Answers To Common Questions About Halloween Safety

What is the most dangerous time for child pedestrians to be out on Halloween night? Over 60% of the accidents occurred in the 4-hour period ranging from 5:00 to 9:00 p.m. on Halloween night; nearly one-fourth (26 out of 115) of accidents occurred from 6:00 – 7:00 p.m.

Which age group is most at-risk to be involved in a pedestrian-related accident / fatality on Halloween night? Most fatalities occurred with children ages 12-15 (32% of all child fatalities), followed by children ages 5-8 (23%).

What was the single most common Halloween injury, according to a recent study?

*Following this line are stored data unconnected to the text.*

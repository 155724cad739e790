//! Distance filtering and answerability classification.

use crate::vector::{Metadata, Neighbor};
use serde::{Deserialize, Serialize};

/// Best-distance cut-offs for the confidence levels (cosine distance).
pub const HIGH_CONFIDENCE_MAX: f32 = 0.5;
pub const MEDIUM_CONFIDENCE_MAX: f32 = 0.8;

#[derive(Debug, Clone, Copy, PartialEq, Eq, Serialize, Deserialize)]
#[serde(rename_all = "lowercase")]
pub enum ConfidenceLevel {
    High,
    Medium,
    Low,
    Insufficient,
}

impl ConfidenceLevel {
    pub fn as_str(&self) -> &'static str {
        match self {
            Self::High => "high",
            Self::Medium => "medium",
            Self::Low => "low",
            Self::Insufficient => "insufficient",
        }
    }
}

/// A surviving document.
#[derive(Debug, Clone, PartialEq, Serialize, Deserialize)]
pub struct RetrievedDocument {
    pub id: String,
    pub document: String,
    pub metadata: Metadata,
    pub distance: f32,
}

impl From<Neighbor> for RetrievedDocument {
    fn from(n: Neighbor) -> Self {
        Self {
            id: n.id,
            document: n.document,
            metadata: n.metadata,
            distance: n.distance,
        }
    }
}

/// The augmented query result.
#[derive(Debug, Clone, PartialEq, Serialize, Deserialize)]
pub struct RetrievalResult {
    pub query: String,
    pub collection: String,
    pub documents: Vec<RetrievedDocument>,
    /// Neighbours returned before filtering.
    pub raw_count: usize,
    pub filtered_count: usize,
    pub best_distance: Option<f32>,
    pub distance_threshold: f32,
    pub confidence_level: ConfidenceLevel,
    pub is_answerable: bool,
}

/// Confidence for `filtered_count` surviving documents whose nearest is at
/// `best`. No survivors is always insufficient.
pub fn classify(filtered_count: usize, best: Option<f32>, min_documents: usize) -> ConfidenceLevel {
    let Some(best) = best else {
        return ConfidenceLevel::Insufficient;
    };
    if filtered_count == 0 || filtered_count < min_documents {
        ConfidenceLevel::Insufficient
    } else if best <= HIGH_CONFIDENCE_MAX {
        ConfidenceLevel::High
    } else if best <= MEDIUM_CONFIDENCE_MAX {
        ConfidenceLevel::Medium
    } else {
        ConfidenceLevel::Low
    }
}

/// Drop neighbours farther than `threshold` and classify what remains.
pub fn apply_threshold(
    query: &str,
    collection: &str,
    neighbors: Vec<Neighbor>,
    threshold: f32,
    min_documents: usize,
) -> RetrievalResult {
    let raw_count = neighbors.len();
    let documents: Vec<RetrievedDocument> = neighbors
        .into_iter()
        .filter(|n| n.distance <= threshold)
        .map(RetrievedDocument::from)
        .collect();
    let best_distance = documents
        .iter()
        .map(|d| d.distance)
        .min_by(f32::total_cmp);
    let confidence_level = classify(documents.len(), best_distance, min_documents);
    RetrievalResult {
        query: query.to_string(),
        collection: collection.to_string(),
        filtered_count: documents.len(),
        documents,
        raw_count,
        best_distance,
        distance_threshold: threshold,
        confidence_level,
        is_answerable: confidence_level != ConfidenceLevel::Insufficient,
    }
}

#[cfg(test)]
mod tests {
    use super::*;

    fn hit(id: &str, distance: f32) -> Neighbor {
        Neighbor {
            id: id.into(),
            document: format!("doc {id}"),
            metadata: Metadata::new(),
            distance,
        }
    }

    #[test]
    fn test_confidence_bands() {
        assert_eq!(classify(1, Some(0.2), 0), ConfidenceLevel::High);
        assert_eq!(classify(1, Some(0.5), 0), ConfidenceLevel::High);
        assert_eq!(classify(1, Some(0.51), 0), ConfidenceLevel::Medium);
        assert_eq!(classify(1, Some(0.8), 0), ConfidenceLevel::Medium);
        assert_eq!(classify(1, Some(0.95), 0), ConfidenceLevel::Low);
        assert_eq!(classify(2, Some(0.1), 3), ConfidenceLevel::Insufficient);
        assert_eq!(classify(0, None, 0), ConfidenceLevel::Insufficient);
    }

    #[test]
    fn test_threshold_drops_far_results() {
        let result = apply_threshold(
            "who won the 1812 election?",
            "history",
            vec![hit("a", 1.1), hit("b", 1.3)],
            0.8,
            0,
        );
        assert_eq!(result.raw_count, 2);
        assert_eq!(result.filtered_count, 0);
        assert_eq!(result.best_distance, None);
        assert_eq!(result.confidence_level, ConfidenceLevel::Insufficient);
        assert!(!result.is_answerable);
    }

    #[test]
    fn test_threshold_is_inclusive() {
        let result = apply_threshold("q", "c", vec![hit("a", 0.3), hit("b", 0.8), hit("c", 0.81)], 0.8, 0);
        assert_eq!(result.filtered_count, 2);
        assert_eq!(result.best_distance, Some(0.3));
        assert_eq!(result.confidence_level, ConfidenceLevel::High);
        assert!(result.is_answerable);
    }
}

According to a recent study that examined holiday-related pediatric emergency room visits, Halloween is among the top three holidays producing the most ER visits. The single most common Halloween injury was finger/hand injuries, with the majority of those being cuts and broken bones.

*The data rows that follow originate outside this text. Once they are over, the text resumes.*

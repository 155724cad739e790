//! Service-to-service authentication with HS256 JWTs.
//!
//! Every privileged call between TT Studio processes carries
//! `Authorization: Bearer <JWT>` signed with a shared secret. The claims name
//! the calling service so the receiver can log who asked for what.

use crate::error::{ErrorKind, StudioError};
use chrono::Utc;
use jsonwebtoken::{Algorithm, DecodingKey, EncodingKey, Header, Validation, decode, encode};
use serde::{Deserialize, Serialize};
use std::time::Duration;

/// Default lifetime of tokens minted for internal calls.
pub const DEFAULT_TOKEN_TTL: Duration = Duration::from_secs(300);

/// Claims carried by a service token.
#[derive(Debug, Clone, PartialEq, Eq, Serialize, Deserialize)]
pub struct ServiceClaims {
    /// Identifier of the calling service (e.g. `deployment-supervisor`).
    pub service: String,
    pub iat: i64,
    pub exp: i64,
}

/// Why a request failed authentication.
#[derive(Debug, Clone, PartialEq, Eq, thiserror::Error)]
pub enum AuthError {
    #[error("missing bearer token")]
    Missing,

    #[error("malformed authorization header")]
    Malformed,

    #[error("token expired")]
    Expired,

    #[error("invalid token: {0}")]
    Invalid(String),

    #[error("failed to sign token: {0}")]
    Signing(String),
}

impl From<AuthError> for StudioError {
    fn from(e: AuthError) -> Self {
        let kind = match &e {
            AuthError::Missing | AuthError::Malformed => ErrorKind::Unauthenticated,
            AuthError::Expired | AuthError::Invalid(_) => ErrorKind::Unauthorized,
            AuthError::Signing(_) => ErrorKind::Internal,
        };
        StudioError::new(kind, e.to_string())
    }
}

/// Issues and verifies service tokens for one shared secret.
#[derive(Clone)]
pub struct ServiceAuth {
    encoding: EncodingKey,
    decoding: DecodingKey,
    validation: Validation,
}

impl std::fmt::Debug for ServiceAuth {
    fn fmt(&self, f: &mut std::fmt::Formatter<'_>) -> std::fmt::Result {
        f.debug_struct("ServiceAuth").finish_non_exhaustive()
    }
}

impl ServiceAuth {
    /// Create an authenticator for the given HS256 secret.
    pub fn new(secret: &str) -> Self {
        let mut validation = Validation::new(Algorithm::HS256);
        validation.leeway = 5;
        Self {
            encoding: EncodingKey::from_secret(secret.as_bytes()),
            decoding: DecodingKey::from_secret(secret.as_bytes()),
            validation,
        }
    }

    /// Mint a token for `service`, valid for `ttl`.
    pub fn issue(&self, service: &str, ttl: Duration) -> Result<String, AuthError> {
        let now = Utc::now().timestamp();
        let claims = ServiceClaims {
            service: service.to_string(),
            iat: now,
            exp: now + ttl.as_secs() as i64,
        };
        self.sign(&claims)
    }

    /// Sign arbitrary claims. Exposed for tests that need expired tokens.
    pub fn sign(&self, claims: &ServiceClaims) -> Result<String, AuthError> {
        encode(&Header::new(Algorithm::HS256), claims, &self.encoding)
            .map_err(|e| AuthError::Signing(e.to_string()))
    }

    /// Verify a raw token.
    pub fn verify(&self, token: &str) -> Result<ServiceClaims, AuthError> {
        decode::<ServiceClaims>(token, &self.decoding, &self.validation)
            .map(|data| data.claims)
            .map_err(|e| match e.kind() {
                jsonwebtoken::errors::ErrorKind::ExpiredSignature => AuthError::Expired,
                _ => AuthError::Invalid(e.to_string()),
            })
    }

    /// Verify the value of an `Authorization` header.
    pub fn verify_header(&self, header: Option<&str>) -> Result<ServiceClaims, AuthError> {
        let header = header.ok_or(AuthError::Missing)?;
        let token = bearer_token(header).ok_or(AuthError::Malformed)?;
        self.verify(token)
    }
}

/// Extract the token from `Bearer <token>`.
pub fn bearer_token(header: &str) -> Option<&str> {
    let (scheme, token) = header.trim().split_once(' ')?;
    if !scheme.eq_ignore_ascii_case("bearer") {
        return None;
    }
    let token = token.trim();
    (!token.is_empty()).then_some(token)
}

#[cfg(test)]
mod tests {
    use super::*;

    #[test]
    fn test_issue_and_verify() {
        let auth = ServiceAuth::new("secret");
        let token = auth.issue("deployment-supervisor", DEFAULT_TOKEN_TTL).unwrap();
        let claims = auth.verify(&token).unwrap();
        assert_eq!(claims.service, "deployment-supervisor");
        assert!(claims.exp > claims.iat);
    }

    #[test]
    fn test_wrong_secret_is_invalid() {
        let token = ServiceAuth::new("a").issue("svc", DEFAULT_TOKEN_TTL).unwrap();
        let err = ServiceAuth::new("b").verify(&token).unwrap_err();
        assert!(matches!(err, AuthError::Invalid(_)));
        assert_eq!(StudioError::from(err).kind, ErrorKind::Unauthorized);
    }

    #[test]
    fn test_expired_token() {
        let auth = ServiceAuth::new("secret");
        let now = Utc::now().timestamp();
        let token = auth
            .sign(&ServiceClaims {
                service: "svc".into(),
                iat: now - 3600,
                exp: now - 600,
            })
            .unwrap();
        assert_eq!(auth.verify(&token).unwrap_err(), AuthError::Expired);
    }

    #[test]
    fn test_header_parsing() {
        let auth = ServiceAuth::new("secret");
        assert_eq!(auth.verify_header(None).unwrap_err(), AuthError::Missing);
        assert_eq!(
            auth.verify_header(Some("Basic abc")).unwrap_err(),
            AuthError::Malformed
        );
        assert_eq!(
            StudioError::from(AuthError::Missing).kind,
            ErrorKind::Unauthenticated
        );

        let token = auth.issue("svc", DEFAULT_TOKEN_TTL).unwrap();
        let header = format!("Bearer {token}");
        assert_eq!(auth.verify_header(Some(&header)).unwrap().service, "svc");
    }

    #[test]
    fn test_bearer_token() {
        assert_eq!(bearer_token("Bearer abc"), Some("abc"));
        assert_eq!(bearer_token("bearer   abc "), Some("abc"));
        assert_eq!(bearer_token("Bearer "), None);
        assert_eq!(bearer_token("Token abc"), None);
        assert_eq!(bearer_token("abc"), None);
    }
}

What are the three most common ways injuries occur on Halloween?MAccording to Prevention 1st, these are the three most common ways injuries occur on Halloween:

  • Traffic collisions / pedestrian accidents
  • Eye injuries
  • Burn injuries

What percentage of car accidents involves a drunk driver on Halloween night? The National Highway Traffic Safety Administration (NHTSA) reports that in 2012, 48% of all car accident fatalities on Halloween night involved a drunk driver.

Which age group of drivers posed the greatest risk to child pedestrians on Halloween night? Young drivers ages 15-25 accounted for nearly one-third of all fatal accidents involving child pedestrians on Halloween. If you have teen drivers, discourage them from being on the roads Halloween night.

Which age group of drivers posed the least risk to child pedestrians on Halloween night? Drivers ages 36-40 and 61-65 were involved in the fewest child pedestrian fatalities on Halloween.

What are some Halloween costume safety tips?

  • Costumes, masks and shoes should fit snug to avoid a trip-and-fall and vision impediments
  • Costume masks should not interfere with vision.
  • Costume accessories, including plastic swords, knives, etc. should be kept short, soft and flexible.
  • Avoid costumes with elaborate props- especially weapons or wands. These make for great photo ops at home, but children should leave them behind when going trick-or-treating.
  • Make sure you child’s costume has reflective stickers on it and choose a costume that has light colors.
  • Never walk near lit candles or jack-o-lanterns that can catch costumes on fire. Make sure your child’s costume is flame-resistant.
  • ALWAYS test make-up and face paint on a small area of skin, first. Wash it off thoroughly when the night is over to prevent a skin infection and eye irritation.
  • Make sure your child has a bright-colored costume and is wearing reflective tape to be more visible to drivers.

What are some safety tips for adults planning a Halloween party?

  • Keep candles and jack o’ lanterns away from doorsteps, walkways, landings and especially curtains. Make sure they are placed on sturdy tables and away from pets and small children.
  • Walking areas and stairs should be well-lit and free of obstacles that could result in a trip-and-fall.
  • Do not let impaired guests drive home. Before the party, remind guests to plan ahead and designate a sober driver if they plan on drinking.
  • Offer a selection of alcohol-free beverages and serve plenty of food.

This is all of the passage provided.